I have written about this eerie space concerning my dying father, and the death of a teen-age girl in a car accident; I have relayed what it is like to carry that death afterword. But I have never understood it as I did for those several days down South, as a thing of unspeakable beauty. I will attempt to describe how that is now.
This deeper look into death began with a simple walk outside between visits. It was as gorgeous there as it had been dark and cold up north, and we gloried in the 70 degree weather along with the birds and the sprouting daffodils. We then did what we always do at the beginning of a hike – pray the Rosary, a habit we picked up at the Marian sight of Medjugorje. It rolled along as normal for a few minutes, and then the words became difficult to speak. I had become choked up with emotion to the point of tears. My wife followed suit, and so it continued throughout the whole series. This was natural enough considering the circumstances, but during that time, and continuing to the end of our stay, I realized that there was another reason for the heartfelt emotion besides the feelings of pity and loss.

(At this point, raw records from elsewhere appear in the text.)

//! HTTP API
//!
//! JSON endpoints for creating, listing, replaying and driving sessions.

mod handlers;
mod types;

pub use handlers::create_router;

use crate::db::Database;
use crate::llm::ModelRegistry;
use crate::runtime::ProductionRuntime;
use std::sync::Arc;

/// Application state shared across handlers
#[derive(Clone)]
pub struct AppState {
    pub runtime: Arc<ProductionRuntime>,
    /// Read side for listings and replay
    pub db: Database,
    pub llm_registry: Arc<ModelRegistry>,
}

impl AppState {
    pub fn new(
        runtime: Arc<ProductionRuntime>,
        db: Database,
        llm_registry: Arc<ModelRegistry>,
    ) -> Self {
        Self {
            runtime,
            db,
            llm_registry,
        }
    }
}
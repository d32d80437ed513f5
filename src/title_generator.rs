//! Session title generation using a fast/cheap LLM
//!
//! Generates short, meaningful titles based on the first user message.

use crate::llm::{ContentBlock, LlmRequest, LlmResponse, LlmService};
use std::time::Duration;
use tokio::time::timeout;

/// Title used until (or instead of) a generated one
pub const DEFAULT_TITLE: &str = "New Chat";

const TITLE_PROMPT: &str = r#"Generate a very short (3-6 words) title summarizing this request. Output only the title, no quotes or punctuation. Examples:
- "add 2 and 3" -> Adding Two Numbers
- "Plot sin(x) from 0 to 10" -> Sine Wave Plot
- "Search the latest Rust release notes" -> Rust Release Notes

Request:"#;

const TITLE_TIMEOUT: Duration = Duration::from_secs(5);
const MAX_PROMPT_CHARS: usize = 500;
const MAX_TITLE_LENGTH: usize = 60;

/// Generate a title for a session based on its first message.
///
/// Returns None if title generation fails (timeout, error, empty reply).
/// The caller falls back to `DEFAULT_TITLE` in that case.
pub async fn generate_title(message_text: &str, llm_service: &dyn LlmService) -> Option<String> {
    // Truncate very long messages for the prompt
    let truncated: String = if message_text.chars().count() > MAX_PROMPT_CHARS {
        let head: String = message_text.chars().take(MAX_PROMPT_CHARS).collect();
        format!("{head}...")
    } else {
        message_text.to_string()
    };

    let mut request = LlmRequest::prompt(format!("{TITLE_PROMPT}\n{truncated}"));
    request.max_tokens = Some(50);

    match timeout(TITLE_TIMEOUT, llm_service.complete(&request)).await {
        Ok(Ok(response)) => extract_title_from_response(&response)
            .map(|t| sanitize_title(&t))
            .filter(|t| !t.is_empty()),
        Ok(Err(e)) => {
            tracing::warn!(error = %e.message, "Title generation LLM error");
            None
        }
        Err(_) => {
            tracing::warn!("Title generation timed out");
            None
        }
    }
}

/// Extract the title text from the LLM response
fn extract_title_from_response(response: &LlmResponse) -> Option<String> {
    response.content.iter().find_map(|block| match block {
        ContentBlock::Text { text } if !text.trim().is_empty() => Some(text.trim().to_string()),
        _ => None,
    })
}

/// Strip punctuation and quotes, collapse whitespace, cap the length at a
/// word boundary
fn sanitize_title(title: &str) -> String {
    let cleaned: String = title
        .lines()
        .next()
        .unwrap_or_default()
        .chars()
        .filter(|c| c.is_alphanumeric() || c.is_whitespace() || matches!(c, '-' | '\'' | '+'))
        .collect();

    let mut result = String::new();
    for word in cleaned.split_whitespace() {
        let extra = if result.is_empty() { 0 } else { 1 };
        if result.chars().count() + extra + word.chars().count() > MAX_TITLE_LENGTH {
            break;
        }
        if extra == 1 {
            result.push(' ');
        }
        result.push_str(word);
    }

    if result.is_empty() {
        // A single over-long word
        cleaned.split_whitespace().next().map_or_else(String::new, |w| {
            w.chars().take(MAX_TITLE_LENGTH).collect()
        })
    } else {
        result
    }
}
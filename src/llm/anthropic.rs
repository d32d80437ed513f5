//! Anthropic Claude provider implementation

use super::types::{
    ContentBlock, LlmMessage, LlmRequest, LlmResponse, MessageRole, StopReason, Usage,
};
use super::{LlmError, LlmService};
use async_trait::async_trait;
use reqwest::Client;
use serde::{Deserialize, Serialize};
use std::time::Duration;

const DEFAULT_BASE_URL: &str = "https://api.anthropic.com";

/// Anthropic model variants
#[derive(Debug, Clone, Copy)]
pub enum AnthropicModel {
    ClaudeSonnet45,
    ClaudeHaiku45,
}

impl AnthropicModel {
    pub fn api_name(self) -> &'static str {
        match self {
            AnthropicModel::ClaudeSonnet45 => "claude-sonnet-4-5-20250929",
            AnthropicModel::ClaudeHaiku45 => "claude-haiku-4-5-20251001",
        }
    }

    pub fn model_id(self) -> &'static str {
        match self {
            AnthropicModel::ClaudeSonnet45 => "claude-4.5-sonnet",
            AnthropicModel::ClaudeHaiku45 => "claude-4.5-haiku",
        }
    }
}

/// Anthropic service implementation
pub struct AnthropicService {
    client: Client,
    api_key: String,
    model: AnthropicModel,
    url: String,
}

impl AnthropicService {
    pub fn new(
        api_key: String,
        model: AnthropicModel,
        base_url: Option<&str>,
    ) -> Result<Self, LlmError> {
        let url = format!(
            "{}/v1/messages",
            base_url.unwrap_or(DEFAULT_BASE_URL).trim_end_matches('/')
        );

        let client = Client::builder()
            .timeout(Duration::from_secs(300))
            .build()
            .map_err(|e| LlmError::unknown(format!("Failed to create HTTP client: {e}")))?;

        Ok(Self {
            client,
            api_key,
            model,
            url,
        })
    }

    fn translate_request(&self, request: &LlmRequest) -> AnthropicRequest {
        let system = request
            .system
            .as_ref()
            .map(|text| {
                vec![AnthropicSystemBlock {
                    r#type: "text".to_string(),
                    text: text.clone(),
                }]
            })
            .unwrap_or_default();

        let messages: Vec<AnthropicMessage> =
            request.messages.iter().map(Self::translate_message).collect();

        let tools: Vec<AnthropicTool> = request
            .tools
            .iter()
            .map(|t| AnthropicTool {
                name: t.name.clone(),
                description: t.description.clone(),
                input_schema: t.input_schema.clone(),
            })
            .collect();

        AnthropicRequest {
            model: self.model.api_name().to_string(),
            max_tokens: request.max_tokens.unwrap_or(8192),
            system,
            messages,
            tools: if tools.is_empty() { None } else { Some(tools) },
            temperature: request.temperature,
        }
    }

    fn translate_message(msg: &LlmMessage) -> AnthropicMessage {
        let role = match msg.role {
            MessageRole::User => "user",
            MessageRole::Assistant => "assistant",
        };

        let content: Vec<AnthropicContentBlock> = msg
            .content
            .iter()
            .filter(|block| !block.is_empty_text())
            .map(|block| match block {
                ContentBlock::Text { text } => AnthropicContentBlock::Text { text: text.clone() },
                ContentBlock::ToolUse { id, name, input } => AnthropicContentBlock::ToolUse {
                    id: id.clone(),
                    name: name.clone(),
                    input: input.clone(),
                },
                ContentBlock::ToolResult {
                    tool_use_id,
                    content,
                    is_error,
                    ..
                } => AnthropicContentBlock::ToolResult {
                    tool_use_id: tool_use_id.clone(),
                    content: content.clone(),
                    is_error: *is_error,
                },
            })
            .collect();

        AnthropicMessage {
            role: role.to_string(),
            content,
        }
    }

    fn normalize_response(resp: AnthropicResponse) -> LlmResponse {
        let content: Vec<ContentBlock> = resp
            .content
            .into_iter()
            .filter_map(|block| match block {
                AnthropicContentBlock::Text { text } => Some(ContentBlock::Text { text }),
                AnthropicContentBlock::ToolUse { id, name, input } => {
                    Some(ContentBlock::ToolUse { id, name, input })
                }
                // Tool results never appear in responses
                AnthropicContentBlock::ToolResult { .. } => None,
            })
            .collect();

        let stop_reason = match resp.stop_reason.as_deref() {
            Some("end_turn" | "stop_sequence") | None => StopReason::EndTurn,
            Some("tool_use") => StopReason::ToolUse,
            Some("max_tokens") => StopReason::MaxTokens,
            Some(_) => StopReason::Other,
        };

        LlmResponse {
            content,
            stop_reason,
            usage: Usage {
                input_tokens: resp.usage.input_tokens,
                output_tokens: resp.usage.output_tokens,
            },
        }
    }

    fn classify_error(status: u16, body: &str, retry_after_header: Option<Duration>) -> LlmError {
        let parsed = serde_json::from_str::<serde_json::Value>(body).ok();
        let message = parsed
            .as_ref()
            .and_then(|v| v.pointer("/error/message"))
            .and_then(|m| m.as_str())
            .map_or_else(|| body.to_string(), ToString::to_string);

        let err = LlmError::from_status(status, message);
        match retry_after_header {
            Some(delay) if status == 429 => err.with_retry_after(delay),
            _ => err,
        }
    }
}

#[async_trait]
impl LlmService for AnthropicService {
    async fn complete(&self, request: &LlmRequest) -> Result<LlmResponse, LlmError> {
        let anthropic_request = self.translate_request(request);

        let response = self
            .client
            .post(&self.url)
            .header("x-api-key", &self.api_key)
            .header("anthropic-version", "2023-06-01")
            .json(&anthropic_request)
            .send()
            .await
            .map_err(|e| LlmError::from_reqwest(&e))?;

        let status = response.status();
        let retry_after = response
            .headers()
            .get("retry-after")
            .and_then(|v| v.to_str().ok())
            .and_then(|v| v.parse::<u64>().ok())
            .map(Duration::from_secs);
        let body = response
            .text()
            .await
            .map_err(|e| LlmError::network(format!("Failed to read response: {e}")))?;

        if !status.is_success() {
            return Err(Self::classify_error(status.as_u16(), &body, retry_after));
        }

        let anthropic_response: AnthropicResponse = serde_json::from_str(&body).map_err(|e| {
            LlmError::unknown(format!("Failed to parse response: {e} - body: {body}"))
        })?;

        Ok(Self::normalize_response(anthropic_response))
    }

    fn model_id(&self) -> &str {
        self.model.model_id()
    }
}

// Anthropic API types

#[derive(Debug, Serialize)]
struct AnthropicRequest {
    model: String,
    max_tokens: u32,
    #[serde(skip_serializing_if = "Vec::is_empty")]
    system: Vec<AnthropicSystemBlock>,
    messages: Vec<AnthropicMessage>,
    #[serde(skip_serializing_if = "Option::is_none")]
    tools: Option<Vec<AnthropicTool>>,
    #[serde(skip_serializing_if = "Option::is_none")]
    temperature: Option<f32>,
}

#[derive(Debug, Serialize)]
struct AnthropicSystemBlock {
    r#type: String,
    text: String,
}

#[derive(Debug, Serialize)]
struct AnthropicMessage {
    role: String,
    content: Vec<AnthropicContentBlock>,
}

#[derive(Debug, Serialize, Deserialize)]
#[serde(tag = "type", rename_all = "snake_case")]
enum AnthropicContentBlock {
    Text {
        text: String,
    },
    ToolUse {
        id: String,
        name: String,
        input: serde_json::Value,
    },
    ToolResult {
        tool_use_id: String,
        content: String,
        #[serde(default)]
        is_error: bool,
    },
}

#[derive(Debug, Serialize)]
struct AnthropicTool {
    name: String,
    description: String,
    input_schema: serde_json::Value,
}

#[derive(Debug, Deserialize)]
struct AnthropicResponse {
    content: Vec<AnthropicContentBlock>,
    stop_reason: Option<String>,
    usage: AnthropicUsage,
}

#[derive(Debug, Deserialize)]
struct AnthropicUsage {
    input_tokens: u64,
    output_tokens: u64,
}
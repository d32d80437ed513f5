//! HTTP request handlers

use super::types::{
    ChatRequest, ChatResponse, ErrorResponse, ModelsResponse, SessionListResponse,
    SessionMessagesResponse, SessionResponse, ToolsResponse,
};
use super::AppState;
use crate::db::DbError;
use crate::runtime::AgentError;
use axum::{
    extract::{Path, Query, State},
    http::StatusCode,
    response::{IntoResponse, Response},
    routing::{get, post},
    Json, Router,
};
use serde::Deserialize;

/// Create the API router
pub fn create_router(state: AppState) -> Router {
    Router::new()
        .route("/api/sessions", get(list_sessions).post(create_session))
        .route("/api/sessions/:id", get(get_session))
        .route("/api/sessions/:id/messages", post(send_message))
        .route("/api/tools", get(list_tools))
        .route("/api/models", get(list_models))
        .route("/version", get(get_version))
        .with_state(state)
}

// ============================================================
// Sessions
// ============================================================

async fn list_sessions(
    State(state): State<AppState>,
) -> Result<Json<SessionListResponse>, AppError> {
    let sessions = state.db.list_session_summaries()?;
    Ok(Json(SessionListResponse { sessions }))
}

async fn create_session(State(state): State<AppState>) -> Result<Json<SessionResponse>, AppError> {
    let id = state.runtime.create_session().await?;
    let session = state.db.get_session(&id)?;
    Ok(Json(SessionResponse { session }))
}

#[derive(Debug, Deserialize)]
struct GetSessionQuery {
    after_sequence: Option<i64>,
}

async fn get_session(
    State(state): State<AppState>,
    Path(id): Path<String>,
    Query(query): Query<GetSessionQuery>,
) -> Result<Json<SessionMessagesResponse>, AppError> {
    state.db.get_session(&id)?;
    let messages = state
        .db
        .get_messages_after(&id, query.after_sequence.unwrap_or(0))?;

    Ok(Json(SessionMessagesResponse {
        session_id: id,
        messages,
    }))
}

// ============================================================
// Turns
// ============================================================

async fn send_message(
    State(state): State<AppState>,
    Path(id): Path<String>,
    Json(req): Json<ChatRequest>,
) -> Result<Json<ChatResponse>, AppError> {
    if req.text.trim().is_empty() {
        return Err(AppError::BadRequest("Message text is empty".to_string()));
    }

    let messages = state.runtime.process_input(&id, &req.text).await?;
    Ok(Json(ChatResponse { messages }))
}

// ============================================================
// Catalogue
// ============================================================

async fn list_tools(State(state): State<AppState>) -> Json<ToolsResponse> {
    Json(ToolsResponse {
        tools: state.runtime.tool_specs().to_vec(),
    })
}

async fn list_models(State(state): State<AppState>) -> Json<ModelsResponse> {
    Json(ModelsResponse {
        models: state.llm_registry.available_model_info(),
        default: state.llm_registry.default_model_id().to_string(),
    })
}

async fn get_version() -> &'static str {
    concat!("chat-agent ", env!("CARGO_PKG_VERSION"))
}

// ============================================================
// Error Handling
// ============================================================

#[derive(Debug)]
enum AppError {
    BadRequest(String),
    NotFound(String),
    BadGateway(String),
    Unprocessable(String),
    Internal(String),
}

impl From<AgentError> for AppError {
    fn from(e: AgentError) -> Self {
        let message = e.to_string();
        match e {
            AgentError::ModelBackend { .. } => AppError::BadGateway(message),
            AgentError::TurnIterationLimitExceeded { .. } => AppError::Unprocessable(message),
            AgentError::StoreRead(_) | AgentError::StoreWrite(_) | AgentError::InvalidTransition(_) => {
                AppError::Internal(message)
            }
        }
    }
}

impl From<DbError> for AppError {
    fn from(e: DbError) -> Self {
        match e {
            DbError::SessionNotFound(_) => AppError::NotFound(e.to_string()),
            _ => AppError::Internal(e.to_string()),
        }
    }
}

impl IntoResponse for AppError {
    fn into_response(self) -> Response {
        let (status, message) = match self {
            AppError::BadRequest(msg) => (StatusCode::BAD_REQUEST, msg),
            AppError::NotFound(msg) => (StatusCode::NOT_FOUND, msg),
            AppError::BadGateway(msg) => (StatusCode::BAD_GATEWAY, msg),
            AppError::Unprocessable(msg) => (StatusCode::UNPROCESSABLE_ENTITY, msg),
            AppError::Internal(msg) => {
                tracing::error!(error = %msg, "Request failed");
                (StatusCode::INTERNAL_SERVER_ERROR, msg)
            }
        };

        let body = Json(ErrorResponse::new(message));
        (status, body).into_response()
    }
}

Glory. It is with me only in memory now, but as I prayed and fought back tears, I understood in greater part what we were dealing with in this thing, this death. I understood it to be the biggest thing in life along with creation itself. It is not just a sad or a natural end, but an opening, a door into the same greatness we were praying to. It is an opening into pure awe and, yes, glory. One can nearly touch angel wings and hear their voices; one can nearly fall gratefully into the burning sun of eternity as it creates something beautiful in us after we are passed over into death.
It occurred to me: did others of old feel this, or is this something new, as the Apostles would tell us? Is it from the promise of resurrection, an historical event awakening those who had once died without a chance at rebirth? I ask this because many in the distant past have seen death as so final, so dark, but now…
Yes, it is still a dark thing and the passing of others does seem final. And so it is to us in this world. But there is more. I know this not only for the promise that was given us 2,000 years ago, but from the experience. Out of sadness and death comes a greater joy than we have ever known. This is how the world redeems itself. Not that it has to for my approval, but it does, and that makes all the difference. Existence, creation, is fundamentally not only good but a work of wonder. Of glory. We have come to be hidden from this in our stilted, half-blind passage through life, but it is there and, in the end, always has been. Life always has been good. It’s just that we usually can’t see the happy ending.